Not only that, but you can’t afford to interrupt all the people you need to reach. The cost of running an ad that gets seen or an ad that gets clicked on or a direct mail campaign that gets opened is higher than it has ever been. You just don’t have enough money to get your message to all the people who need to hear it.
And not only that, but you don’t have enough people. Your fundraising team isn’t as big as you’d like it to be, and all of your best volunteers are funning flat out—without succeeding as much as you’d like.
But wait.
You have assets that are underused: your friends and your supporters.
I define your “friends” as the prospects you’ve earned permission to talk with—even though they haven’t turned into donors or volunteers yet. And your donors have crossed the Rubicon; they’ve been converted from total strangers to interested friends, and then all the way to dedicated supporters of your cause.
And there’s a bunch of them.
You’ve certainly got more donors than fundraisers (at least I hope so). And your list of permission-based friends probably dramatically exceeds your list of donors.
The Funnel
Marketing is a funnel. You put undifferentiated prospects into the top. Some of them hop out, unimpressed with what you have to offer. Others learn about you and your organization, hear from their peers, compare offerings, and eventually come out the bottom, as patrons, converts and supporters.

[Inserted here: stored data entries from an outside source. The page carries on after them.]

//! F-TEID IE.

use crate::error::PfcpError;
use crate::ie::{Ie, IeType};
use std::net::{Ipv4Addr, Ipv6Addr};

/// Represents a F-TEID.
#[derive(Debug, Clone, PartialEq, Eq)]
pub struct Fteid {
    pub v4: bool,
    pub v6: bool,
    pub ch: bool,
    pub chid: bool,
    pub teid: u32,
    pub ipv4_address: Option<Ipv4Addr>,
    pub ipv6_address: Option<Ipv6Addr>,
    pub choose_id: u8,
}

impl Fteid {
    /// Creates a new F-TEID.
    pub fn new(
        v4: bool,
        v6: bool,
        teid: u32,
        ipv4_address: Option<Ipv4Addr>,
        ipv6_address: Option<Ipv6Addr>,
        choose_id: u8,
    ) -> Self {
        Fteid {
            v4,
            v6,
            ch: false,
            chid: false,
            teid,
            ipv4_address,
            ipv6_address,
            choose_id,
        }
    }

    /// Creates a new F-TEID with CHOOSE and CHOOSE ID flags.
    ///
    /// **Note:** Consider using `FteidBuilder` for better ergonomics and validation.
    #[allow(clippy::too_many_arguments)]
    pub fn new_with_choose(
        v4: bool,
        v6: bool,
        ch: bool,
        chid: bool,
        teid: u32,
        ipv4_address: Option<Ipv4Addr>,
        ipv6_address: Option<Ipv6Addr>,
        choose_id: u8,
    ) -> Self {
        Fteid {
            v4,
            v6,
            ch,
            chid,
            teid,
            ipv4_address,
            ipv6_address,
            choose_id,
        }
    }

    /// Marshals the F-TEID into a byte vector.
    pub fn marshal(&self) -> Vec<u8> {
        let mut data = Vec::new();
        let mut flags = 0;
        if self.v4 {
            flags |= 0x01; // V4 flag (bit 0)
        }
        if self.v6 {
            flags |= 0x02; // V6 flag (bit 1)
        }
        if self.ch {
            flags |= 0x04; // CH flag (bit 2)
        }
        if self.chid {
            flags |= 0x08; // CHID flag (bit 3)
        }
        data.push(flags);
        data.extend_from_slice(&self.teid.to_be_bytes());
        if let Some(addr) = self.ipv4_address {
            data.extend_from_slice(&addr.octets());
        }
        if let Some(addr) = self.ipv6_address {
            data.extend_from_slice(&addr.octets());
        }
        // Only include choose_id if CHID flag is set
        if self.chid {
            data.push(self.choose_id);
        }
        data
    }

    /// Unmarshals a byte slice into an F-TEID.
    ///
    /// Per 3GPP TS 29.244, F-TEID requires minimum 5 bytes (1 byte flags + 4 bytes TEID).
    pub fn unmarshal(payload: &[u8]) -> Result<Self, PfcpError> {
        if payload.len() < 5 {
            return Err(PfcpError::invalid_length(
                "F-TEID",
                IeType::Fteid,
                5,
                payload.len(),
            ));
        }
        let flags = payload[0];
        let v4 = flags & 0x01 != 0;
        let v6 = flags & 0x02 != 0;
        let ch = flags & 0x04 != 0;
        let chid = flags & 0x08 != 0;
        let teid = u32::from_be_bytes([payload[1], payload[2], payload[3], payload[4]]);
        let mut offset = 5;
        let ipv4_address = if v4 && !ch {
            // IPv4 address is present only if V4 flag is set and CHOOSE flag is NOT set
            if payload.len() < offset + 4 {
                return Err(PfcpError::invalid_length(
                    "F-TEID IPv4",
                    IeType::Fteid,
                    offset + 4,
                    payload.len(),
                ));
            }
            let addr = Ipv4Addr::new(
                payload[offset],
                payload[offset + 1],
                payload[offset + 2],
                payload[offset + 3],
            );
            offset += 4;
            Some(addr)
        } else if v4 && ch {
            // V4 flag set with CHOOSE flag - check if address is present
            if payload.len() >= offset + 4 {
                // Address is present (optional with CHOOSE)
                let addr = Ipv4Addr::new(
                    payload[offset],
                    payload[offset + 1],
                    payload[offset + 2],
                    payload[offset + 3],
                );
                offset += 4;
                Some(addr)
            } else {
                // No address present with CHOOSE flag
                None
            }
        } else {
            None
        };
        let ipv6_address = if v6 && !ch {
            // IPv6 address is present only if V6 flag is set and CHOOSE flag is NOT set
            if payload.len() < offset + 16 {
                return Err(PfcpError::invalid_length(
                    "F-TEID IPv6",
                    IeType::Fteid,
                    offset + 16,
                    payload.len(),
                ));
            }
            let mut octets = [0; 16];
            octets.copy_from_slice(&payload[offset..offset + 16]);
            offset += 16;
            Some(Ipv6Addr::from(octets))
        } else if v6 && ch {
            // V6 flag set with CHOOSE flag - check if address is present
            if payload.len() >= offset + 16 {
                // Address is present (optional with CHOOSE)
                let mut octets = [0; 16];
                octets.copy_from_slice(&payload[offset..offset + 16]);
                offset += 16;
                Some(Ipv6Addr::from(octets))
            } else {
                // No address present with CHOOSE flag
                None
            }
        } else {
            None
        };
        // Only read choose_id if CHID flag is set
        let choose_id = if chid {
            if payload.len() < offset + 1 {
                return Err(PfcpError::invalid_length(
                    "F-TEID choose ID",
                    IeType::Fteid,
                    offset + 1,
                    payload.len(),
                ));
            }
            payload[offset]
        } else {
            0
        };
        Ok(Fteid {
            v4,
            v6,
            ch,
            chid,
            teid,
            ipv4_address,
            ipv6_address,
            choose_id,
        })
    }

    /// Wraps the F-TEID in a Fteid IE.
    pub fn to_ie(&self) -> Ie {
        Ie::new(IeType::Fteid, self.marshal())
    }
}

If you’re like most marketers, you’ve been spending a lot of time trying to shovel more and more attention into the top of the funnel. After all, if you can expose your idea to enough people, you can afford to buy more attention, to run more ads, to put more people into the top.
As we’ve seen, though, the amount of time and money you need to keep that funnel filled can explode your budget pretty quickly.
Here’s a quick example. The chart at right compares Web traffic at diabetes.org (which is supported by more than a million dollars’ worth of advertising and in-kind support every year) with Squidoo.com, a brand new community-driven site. Squidoo is in blue. (Click the chart to enlarge it.)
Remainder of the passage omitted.